Arguing for the need for reform, Mr Stewart told the Daily Telegraph Magazine: “You bring somebody in for three or four weeks, they lose their house, their job, their family, their reputation.

“They come (into prison), they meet a lot of interesting characters (to put it politely) and then you whap them on to the streets again.

“The public are safer if we have a good community sentence… and it will relieve a lot of pressure on prisons.”

Short sentences are seen as ineffective, allowing little if any time for rehabilitation and causing massive disruption to offender’s lives, resulting in even higher rates of repeat offending.

Supporters of the shorter sentence point to the salutary effects of a ‘short, sharp shock’ and community respite from offending.

This is one of those debates where there is at least some evidence to support all viewpoints.

But it does beg the broader question of what prison is for.
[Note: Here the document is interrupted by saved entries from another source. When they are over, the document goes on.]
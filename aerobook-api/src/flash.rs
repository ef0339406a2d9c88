use axum::response::{IntoResponse, Redirect, Response};
use axum_extra::extract::cookie::{Cookie, CookieJar};
use serde::{Deserialize, Serialize};

pub const FLASH_COOKIE: &str = "aerobook_flash";

#[derive(Debug, Clone, Copy, PartialEq, Eq, Serialize, Deserialize)]
#[serde(rename_all = "lowercase")]
pub enum FlashKind {
    Success,
    Error,
}

/// One-shot message shown by the next page that renders.
#[derive(Debug, Clone, PartialEq, Eq, Serialize, Deserialize)]
pub struct Flash {
    pub kind: FlashKind,
    pub message: String,
}

pub fn set(jar: CookieJar, kind: FlashKind, message: impl Into<String>) -> CookieJar {
    let flash = Flash {
        kind,
        message: message.into(),
    };

    match serde_json::to_string(&flash) {
        Ok(value) => jar.add(
            Cookie::build((FLASH_COOKIE, value))
                .path("/")
                .http_only(true)
                .build(),
        ),
        Err(e) => {
            tracing::error!("Failed to encode flash message: {}", e);
            jar
        }
    }
}

/// Reads the pending message and schedules its removal.
pub fn take(jar: CookieJar) -> (CookieJar, Option<Flash>) {
    let flash = match jar.get(FLASH_COOKIE) {
        Some(cookie) => serde_json::from_str(cookie.value()).ok(),
        None => return (jar, None),
    };

    (jar.remove(Cookie::build(FLASH_COOKIE).path("/")), flash)
}

pub fn redirect(jar: CookieJar, to: &str, kind: FlashKind, message: impl Into<String>) -> Response {
    (set(jar, kind, message), Redirect::to(to)).into_response()
}
use aerobook_core::repository::AdminRepository;
use aerobook_core::{AdminAccount, CoreError, CoreResult};
use async_trait::async_trait;
use sqlx::SqlitePool;
use tracing::info;

pub struct SqliteAdminRepository {
    pool: SqlitePool,
}

impl SqliteAdminRepository {
    pub fn new(pool: SqlitePool) -> Self {
        Self { pool }
    }
}

#[derive(sqlx::FromRow)]
struct AdminRow {
    id: i64,
    username: String,
    hash: String,
}

impl From<AdminRow> for AdminAccount {
    fn from(row: AdminRow) -> Self {
        AdminAccount {
            id: row.id,
            username: row.username,
            hash: row.hash,
        }
    }
}

#[async_trait]
impl AdminRepository for SqliteAdminRepository {
    async fn find_admin(&self, username: &str) -> CoreResult<Option<AdminAccount>> {
        let row = sqlx::query_as::<_, AdminRow>("SELECT id, username, hash FROM admin WHERE username = ?")
            .bind(username)
            .fetch_optional(&self.pool)
            .await
            .map_err(CoreError::storage)?;

        Ok(row.map(AdminAccount::from))
    }

    async fn create_admin(&self, username: &str, hash: &str) -> CoreResult<AdminAccount> {
        let id = sqlx::query("INSERT INTO admin (username, hash) VALUES (?, ?)")
            .bind(username)
            .bind(hash)
            .execute(&self.pool)
            .await
            .map_err(|e| match e {
                sqlx::Error::Database(ref db) if db.is_unique_violation() => {
                    CoreError::Conflict("Username already exists".to_string())
                }
                other => CoreError::storage(other),
            })?
            .last_insert_rowid();

        info!("Admin account {} created: {}", id, username);

        Ok(AdminAccount {
            id,
            username: username.to_string(),
            hash: hash.to_string(),
        })
    }
}

#[cfg(test)]
mod tests {
    use super::*;
    use crate::DbClient;
    use aerobook_core::identity::hash_password;

    #[tokio::test]
    async fn test_create_find_and_duplicate() {
        let db = DbClient::in_memory().await.unwrap();
        let repo = SqliteAdminRepository::new(db.pool);

        let hash = hash_password("s3cret").unwrap();
        let created = repo.create_admin("ops", &hash).await.unwrap();

        let found = repo.find_admin("ops").await.unwrap().unwrap();
        assert_eq!(found, created);
        assert!(found.verify("s3cret"));
        assert!(repo.find_admin("nobody").await.unwrap().is_none());

        let err = repo.create_admin("ops", &hash).await.unwrap_err();
        assert_eq!(err.to_string(), "Username already exists");
    }
}
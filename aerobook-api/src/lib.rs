use axum::Router;
use tower_http::trace::TraceLayer;

pub mod admin;
pub mod bookings;
pub mod error;
pub mod flash;
pub mod middleware;
pub mod search;
pub mod state;
pub mod wizard;

pub use state::AppState;

pub fn app(state: AppState) -> Router {
    Router::new()
        .merge(search::routes())
        .merge(wizard::routes())
        .merge(bookings::routes())
        .merge(admin::routes(&state))
        .layer(axum::middleware::from_fn(middleware::session_middleware))
        .layer(TraceLayer::new_for_http())
        .with_state(state)
}
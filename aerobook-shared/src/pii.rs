use serde::{Deserialize, Serialize, Serializer};
use std::fmt;

/// Wraps contact details and secrets so they can be passed to `tracing` macros
/// without leaking the full value.
///
/// `Debug` hides everything. `Display` keeps just enough to correlate log lines:
/// the first character and domain of an email address, or the last two
/// characters of anything else. Serialization is transparent because view
/// models need the real value.
#[derive(Clone, PartialEq, Eq, Deserialize)]
#[serde(transparent)]
pub struct Masked<T>(pub T);

impl<T> Masked<T> {
    pub fn new(value: T) -> Self {
        Self(value)
    }
}

impl<T> fmt::Debug for Masked<T> {
    fn fmt(&self, f: &mut fmt::Formatter<'_>) -> fmt::Result {
        f.write_str("********")
    }
}

impl<T: AsRef<str>> fmt::Display for Masked<T> {
    fn fmt(&self, f: &mut fmt::Formatter<'_>) -> fmt::Result {
        f.write_str(&redact(self.0.as_ref()))
    }
}

impl<T: Serialize> Serialize for Masked<T> {
    fn serialize<S>(&self, serializer: S) -> Result<S::Ok, S::Error>
    where
        S: Serializer,
    {
        self.0.serialize(serializer)
    }
}

fn redact(value: &str) -> String {
    if let Some((local, domain)) = value.split_once('@') {
        let first = local.chars().next().map(String::from).unwrap_or_default();
        return format!("{}***@{}", first, domain);
    }

    let count = value.chars().count();
    if count <= 4 {
        return "****".to_string();
    }

    let tail: String = value.chars().skip(count - 2).collect();
    format!("{}{}", "*".repeat(count - 2), tail)
}

#[cfg(test)]
mod tests {
    use super::*;

    #[test]
    fn debug_never_shows_value() {
        let secret = Masked::new("hunter2".to_string());
        assert_eq!(format!("{:?}", secret), "********");
    }

    #[test]
    fn email_keeps_first_letter_and_domain() {
        let email = Masked::new("jane.doe@example.com");
        assert_eq!(email.to_string(), "j***@example.com");
    }

    #[test]
    fn phone_keeps_last_two_digits() {
        let phone = Masked::new("07700900123");
        assert_eq!(phone.to_string(), "*********23");
    }

    #[test]
    fn short_values_are_fully_hidden() {
        assert_eq!(Masked::new("1234").to_string(), "****");
    }

    #[test]
    fn serializes_the_real_value() {
        let email = Masked::new("a@b.io".to_string());
        assert_eq!(serde_json::to_string(&email).unwrap(), "\"a@b.io\"");
    }
}
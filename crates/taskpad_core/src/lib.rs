//! Core domain logic for Taskpad.
//! This crate is the single source of truth for task-list invariants.

pub mod db;
pub mod logging;
pub mod model;
pub mod snapshot;
pub mod store;

pub use logging::{default_log_level, init_logging, logging_status};
pub use model::task::{Filter, Task, TaskCounts, TaskId, TaskPatch, TaskValidationError};
pub use snapshot::codec::{
    decode_snapshot, encode_snapshot, DecodeError, DecodedSnapshot, SNAPSHOT_FORMAT_VERSION,
};
pub use snapshot::{
    MemorySnapshotStore, SnapshotError, SnapshotResult, SnapshotStore, SqliteSnapshotStore,
};
pub use store::{StoreError, StoreResult, TaskStore};

/// Returns the core crate version.
pub fn core_version() -> &'static str {
    env!("CARGO_PKG_VERSION")
}

#[cfg(test)]
mod tests {
    use super::core_version;

    #[test]
    fn version_is_not_empty() {
        assert!(!core_version().is_empty());
    }
}
//! Versioned snapshot payload codec.
//!
//! # Responsibility
//! - Encode the task collection as the current JSON envelope.
//! - Decode current and legacy payloads back into validated records.
//!
//! # Invariants
//! - Written payloads always carry an explicit `version` field.
//! - Decoded records must pass `Task::validate()` and have pairwise
//!   distinct ids; an invalid payload is rejected as a whole.

use crate::model::task::{Task, TaskId, TaskValidationError};
use serde::{Deserialize, Serialize};
use serde_json::Value;
use std::collections::HashSet;
use std::error::Error;
use std::fmt::{Display, Formatter};

/// Version written by this binary.
pub const SNAPSHOT_FORMAT_VERSION: u32 = 1;

#[derive(Serialize)]
struct EnvelopeRef<'a> {
    version: u32,
    tasks: &'a [Task],
}

#[derive(Deserialize)]
struct Envelope {
    #[allow(dead_code)]
    version: u32,
    tasks: Vec<Task>,
}

/// Result of a successful decode.
#[derive(Debug, Clone, PartialEq, Eq)]
pub struct DecodedSnapshot {
    pub tasks: Vec<Task>,
    /// Version found in the payload; `0` marks the version-less legacy
    /// bare-array form written by earlier app releases.
    pub payload_version: u32,
}

impl DecodedSnapshot {
    /// Returns whether the payload was already in the current format.
    pub fn is_current(&self) -> bool {
        self.payload_version == SNAPSHOT_FORMAT_VERSION
    }
}

/// Failures while decoding a stored payload.
#[derive(Debug)]
pub enum DecodeError {
    Parse(serde_json::Error),
    MissingFormatVersion,
    UnsupportedFormatVersion {
        payload_version: u32,
        latest_supported: u32,
    },
    InvalidTask(TaskValidationError),
    DuplicateTaskId(TaskId),
}

impl Display for DecodeError {
    fn fmt(&self, f: &mut Formatter<'_>) -> std::fmt::Result {
        match self {
            Self::Parse(err) => write!(f, "snapshot payload is not valid JSON: {err}"),
            Self::MissingFormatVersion => {
                write!(f, "snapshot payload has no `version` field")
            }
            Self::UnsupportedFormatVersion {
                payload_version,
                latest_supported,
            } => write!(
                f,
                "snapshot format version {payload_version} is newer than supported {latest_supported}"
            ),
            Self::InvalidTask(err) => write!(f, "snapshot contains an invalid task: {err}"),
            Self::DuplicateTaskId(id) => {
                write!(f, "snapshot contains duplicate task id: {id}")
            }
        }
    }
}

impl Error for DecodeError {
    fn source(&self) -> Option<&(dyn Error + 'static)> {
        match self {
            Self::Parse(err) => Some(err),
            Self::InvalidTask(err) => Some(err),
            _ => None,
        }
    }
}

impl From<TaskValidationError> for DecodeError {
    fn from(value: TaskValidationError) -> Self {
        Self::InvalidTask(value)
    }
}

/// Serializes the collection as the current envelope.
pub fn encode_snapshot(tasks: &[Task]) -> Result<String, serde_json::Error> {
    serde_json::to_string(&EnvelopeRef {
        version: SNAPSHOT_FORMAT_VERSION,
        tasks,
    })
}

/// Parses and validates a stored payload.
///
/// Accepts the current envelope and the legacy bare-array form. Rejects
/// payloads from a newer format version before touching task fields, so a
/// future shape change surfaces as a version error rather than a parse
/// error.
pub fn decode_snapshot(payload: &str) -> Result<DecodedSnapshot, DecodeError> {
    let value: Value = serde_json::from_str(payload).map_err(DecodeError::Parse)?;

    let (payload_version, tasks) = if value.is_array() {
        let tasks: Vec<Task> = serde_json::from_value(value).map_err(DecodeError::Parse)?;
        (0, tasks)
    } else {
        let payload_version = value
            .get("version")
            .and_then(Value::as_u64)
            .ok_or(DecodeError::MissingFormatVersion)? as u32;
        if payload_version > SNAPSHOT_FORMAT_VERSION {
            return Err(DecodeError::UnsupportedFormatVersion {
                payload_version,
                latest_supported: SNAPSHOT_FORMAT_VERSION,
            });
        }
        let envelope: Envelope = serde_json::from_value(value).map_err(DecodeError::Parse)?;
        (payload_version, envelope.tasks)
    };

    let mut seen_ids: HashSet<&str> = HashSet::with_capacity(tasks.len());
    for task in &tasks {
        task.validate()?;
        if !seen_ids.insert(task.id.as_str()) {
            return Err(DecodeError::DuplicateTaskId(task.id.clone()));
        }
    }

    Ok(DecodedSnapshot {
        tasks,
        payload_version,
    })
}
Is it to deter, punish, rehabilitate, something else, or a combination of things.

Once we work out what we seek to achieve by imprisonment, the question then to be asked is, does it work?

Take a case in point also reported this weekend – two brothers imprisoned for three months following a conviction for perverting the course of justice (trying to evade penalty points for a road traffic offence).

Did imprisonment deter them? Clearly not. Will it punish them? The answer to that is clearly yes, but if they then lose their jobs and homes, is it disproportionate? Could we have imposed an altogether different and more worthwhile punishment, such as unpaid work in the community?

The answer to these and other questions concerning penal policy have been debated for a very long time, and traditionally, political parties have avoided any debate that has a flavour of being ‘soft on crime’.

So, it is refreshing to see a government minister willing to grapple with these complex issues, for the greater good.

Any change will require legislation so should not be expected for another 12 months or so, but in the meantime, it does allow advocates an opportunity to debate these issues with sentencing judges.

Maybe, just maybe, even the introduction of this debate might save some defendants from unnecessary and damaging short prison sentences. We shall certainly try.